• Provided data:
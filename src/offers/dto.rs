use serde::{Deserialize, Serialize};
use uuid::Uuid;

use super::repo::Offer;

#[derive(Debug, Deserialize)]
#[serde(rename_all = "camelCase")]
pub struct CreateOfferRequest {
    pub product: Option<Uuid>,
    pub title: Option<String>,
    pub description: Option<String>,
    pub discount_percent: Option<f64>,
    pub original_price: Option<f64>,
    pub offer_price: Option<f64>,
    pub valid_from: Option<String>,
    pub valid_till: Option<String>,
    pub city: Option<String>,
    pub area: Option<String>,
    pub is_premium: Option<bool>,
}

/// Partial update; date strings are validated before the patch is applied.
#[derive(Debug, Default, Serialize, Deserialize)]
#[serde(rename_all = "camelCase")]
pub struct UpdateOfferRequest {
    #[serde(skip_serializing_if = "Option::is_none")]
    pub title: Option<String>,
    #[serde(skip_serializing_if = "Option::is_none")]
    pub description: Option<String>,
    #[serde(skip_serializing_if = "Option::is_none")]
    pub discount_percent: Option<f64>,
    #[serde(skip_serializing_if = "Option::is_none")]
    pub original_price: Option<f64>,
    #[serde(skip_serializing_if = "Option::is_none")]
    pub offer_price: Option<f64>,
    #[serde(skip_serializing_if = "Option::is_none")]
    pub valid_from: Option<String>,
    #[serde(skip_serializing_if = "Option::is_none")]
    pub valid_till: Option<String>,
    #[serde(skip_serializing_if = "Option::is_none")]
    pub city: Option<String>,
    #[serde(skip_serializing_if = "Option::is_none")]
    pub area: Option<String>,
    #[serde(skip_serializing_if = "Option::is_none")]
    pub is_premium: Option<bool>,
}

#[derive(Debug, Default, Deserialize)]
pub struct OfferListParams {
    pub city: Option<String>,
    pub area: Option<String>,
    pub page: Option<String>,
    pub limit: Option<String>,
}

/// Params for the cross-entity filter; category/brand/product select against
/// the catalog first.
#[derive(Debug, Default, Deserialize)]
pub struct OfferFilterParams {
    pub city: Option<String>,
    pub area: Option<String>,
    pub category: Option<String>,
    pub brand: Option<String>,
    pub product: Option<String>,
    pub page: Option<String>,
    pub limit: Option<String>,
}

#[derive(Debug, Default, Deserialize)]
pub struct OfferSearchParams {
    pub area: Option<String>,
}

#[derive(Debug, Serialize)]
pub struct OfferResponse {
    pub success: bool,
    #[serde(skip_serializing_if = "Option::is_none")]
    pub message: Option<String>,
    pub offer: Offer,
}

#[derive(Debug, Serialize)]
pub struct OfferListResponse {
    pub success: bool,
    pub count: usize,
    pub offers: Vec<Offer>,
}

#[derive(Debug, Serialize)]
pub struct DeletedResponse {
    pub success: bool,
    pub message: String,
}
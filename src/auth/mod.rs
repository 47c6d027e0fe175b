use crate::state::AppState;
use axum::Router;

pub mod dto;
pub mod handlers;
pub mod jwt;
pub mod password;
pub mod repo;

pub fn router() -> Router<AppState> {
    handlers::routes()
}
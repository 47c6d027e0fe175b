pub mod dto;
pub mod handlers;
pub mod repo;

use crate::state::AppState;
use axum::Router;

pub fn router() -> Router<AppState> {
    handlers::routes()
}
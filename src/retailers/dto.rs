use serde::{Deserialize, Serialize};
use uuid::Uuid;

use super::repo::Retailer;

#[derive(Debug, Deserialize)]
#[serde(rename_all = "camelCase")]
pub struct CreateRetailerRequest {
    pub retailer_code: Option<String>,
    pub shop_name: Option<String>,
    pub owner_id: Option<String>,
    pub business_type: Option<String>,
    pub description: Option<String>,
    pub address: Option<String>,
    pub opening_time: Option<String>,
    pub closing_time: Option<String>,
    pub products: Option<Vec<String>>,
    pub offers: Option<Vec<String>>,
}

#[derive(Debug, Default, Deserialize)]
#[serde(rename_all = "camelCase")]
pub struct UpdateRetailerRequest {
    pub retailer_code: Option<String>,
    pub shop_name: Option<String>,
    pub owner_id: Option<String>,
    pub business_type: Option<String>,
    pub description: Option<String>,
    pub address: Option<String>,
    pub opening_time: Option<String>,
    pub closing_time: Option<String>,
    pub products: Option<Vec<String>>,
    pub offers: Option<Vec<String>>,
}

#[derive(Debug, Default, Deserialize)]
#[serde(rename_all = "camelCase")]
pub struct RetailerListParams {
    pub page: Option<String>,
    pub limit: Option<String>,
    pub business_type: Option<String>,
    pub owner_id: Option<String>,
    pub q: Option<String>,
}

#[derive(Debug, Serialize)]
pub struct RetailerResponse {
    pub success: bool,
    #[serde(skip_serializing_if = "Option::is_none")]
    pub message: Option<String>,
    pub retailer: Retailer,
}

/// Paginated listing envelope: `data` plus the pagination bookkeeping.
#[derive(Debug, Serialize)]
pub struct RetailerPageResponse {
    pub success: bool,
    pub page: u64,
    pub limit: u64,
    pub total: u64,
    pub pages: u64,
    pub count: usize,
    pub data: Vec<Retailer>,
}

#[derive(Debug, Serialize)]
pub struct RetailerListResponse {
    pub success: bool,
    pub count: usize,
    pub retailers: Vec<Retailer>,
}

#[derive(Debug, Serialize)]
pub struct DeletedRetailerResponse {
    pub success: bool,
    pub message: String,
    pub id: Uuid,
}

• Task:
What is needed here is an exact copy of all the records above.

• Result of this task:
filename src/offers/dto.rs
use serde::{Deserialize, Serialize};
use uuid::Uuid;

use super::repo::Offer;

#[derive(Debug, Deserialize)]
#[serde(rename_all = "camelCase")]
pub struct CreateOfferRequest {
    pub product: Option<Uuid>,
    pub title: Option<String>,
    pub description: Option<String>,
    pub discount_percent: Option<f64>,
    pub original_price: Option<f64>,
    pub offer_price: Option<f64>,
    pub valid_from: Option<String>,
    pub valid_till: Option<String>,
    pub city: Option<String>,
    pub area: Option<String>,
    pub is_premium: Option<bool>,
}

/// Partial update; date strings are validated before the patch is applied.
#[derive(Debug, Default, Serialize, Deserialize)]
#[serde(rename_all = "camelCase")]
pub struct UpdateOfferRequest {
    #[serde(skip_serializing_if = "Option::is_none")]
    pub title: Option<String>,
    #[serde(skip_serializing_if = "Option::is_none")]
    pub description: Option<String>,
    #[serde(skip_serializing_if = "Option::is_none")]
    pub discount_percent: Option<f64>,
    #[serde(skip_serializing_if = "Option::is_none")]
    pub original_price: Option<f64>,
    #[serde(skip_serializing_if = "Option::is_none")]
    pub offer_price: Option<f64>,
    #[serde(skip_serializing_if = "Option::is_none")]
    pub valid_from: Option<String>,
    #[serde(skip_serializing_if = "Option::is_none")]
    pub valid_till: Option<String>,
    #[serde(skip_serializing_if = "Option::is_none")]
    pub city: Option<String>,
    #[serde(skip_serializing_if = "Option::is_none")]
    pub area: Option<String>,
    #[serde(skip_serializing_if = "Option::is_none")]
    pub is_premium: Option<bool>,
}

#[derive(Debug, Default, Deserialize)]
pub struct OfferListParams {
    pub city: Option<String>,
    pub area: Option<String>,
    pub page: Option<String>,
    pub limit: Option<String>,
}

/// Params for the cross-entity filter; category/brand/product select against
/// the catalog first.
#[derive(Debug, Default, Deserialize)]
pub struct OfferFilterParams {
    pub city: Option<String>,
    pub area: Option<String>,
    pub category: Option<String>,
    pub brand: Option<String>,
    pub product: Option<String>,
    pub page: Option<String>,
    pub limit: Option<String>,
}

#[derive(Debug, Default, Deserialize)]
pub struct OfferSearchParams {
    pub area: Option<String>,
}

#[derive(Debug, Serialize)]
pub struct OfferResponse {
    pub success: bool,
    #[serde(skip_serializing_if = "Option::is_none")]
    pub message: Option<String>,
    pub offer: Offer,
}

#[derive(Debug, Serialize)]
pub struct OfferListResponse {
    pub success: bool,
    pub count: usize,
    pub offers: Vec<Offer>,
}

#[derive(Debug, Serialize)]
pub struct DeletedResponse {
    pub success: bool,
    pub message: String,
}
filename src/auth/mod.rs
repository 47c6d027e0fe175b
use crate::state::AppState;
use axum::Router;

pub mod dto;
pub mod handlers;
pub mod jwt;
pub mod password;
pub mod repo;

pub fn router() -> Router<AppState> {
    handlers::routes()
}
repository 47c6d027e0fe175b
pub mod dto;
pub mod handlers;
pub mod repo;

use crate::state::AppState;
use axum::Router;

pub fn router() -> Router<AppState> {
    handlers::routes()
}
filename src/retailers/dto.rs
use serde::{Deserialize, Serialize};
use uuid::Uuid;

use super::repo::Retailer;

#[derive(Debug, Deserialize)]
#[serde(rename_all = "camelCase")]
pub struct CreateRetailerRequest {
    pub retailer_code: Option<String>,
    pub shop_name: Option<String>,
    pub owner_id: Option<String>,
    pub business_type: Option<String>,
    pub description: Option<String>,
    pub address: Option<String>,
    pub opening_time: Option<String>,
    pub closing_time: Option<String>,
    pub products: Option<Vec<String>>,
    pub offers: Option<Vec<String>>,
}

#[derive(Debug, Default, Deserialize)]
#[serde(rename_all = "camelCase")]
pub struct UpdateRetailerRequest {
    pub retailer_code: Option<String>,
    pub shop_name: Option<String>,
    pub owner_id: Option<String>,
    pub business_type: Option<String>,
    pub description: Option<String>,
    pub address: Option<String>,
    pub opening_time: Option<String>,
    pub closing_time: Option<String>,
    pub products: Option<Vec<String>>,
    pub offers: Option<Vec<String>>,
}

#[derive(Debug, Default, Deserialize)]
#[serde(rename_all = "camelCase")]
pub struct RetailerListParams {
    pub page: Option<String>,
    pub limit: Option<String>,
    pub business_type: Option<String>,
    pub owner_id: Option<String>,
    pub q: Option<String>,
}

#[derive(Debug, Serialize)]
pub struct RetailerResponse {
    pub success: bool,
    #[serde(skip_serializing_if = "Option::is_none")]
    pub message: Option<String>,
    pub retailer: Retailer,
}

/// Paginated listing envelope: `data` plus the pagination bookkeeping.
#[derive(Debug, Serialize)]
pub struct RetailerPageResponse {
    pub success: bool,
    pub page: u64,
    pub limit: u64,
    pub total: u64,
    pub pages: u64,
    pub count: usize,
    pub data: Vec<Retailer>,
}

#[derive(Debug, Serialize)]
pub struct RetailerListResponse {
    pub success: bool,
    pub count: usize,
    pub retailers: Vec<Retailer>,
}

#[derive(Debug, Serialize)]
pub struct DeletedRetailerResponse {
    pub success: bool,
    pub message: String,
    pub id: Uuid,
}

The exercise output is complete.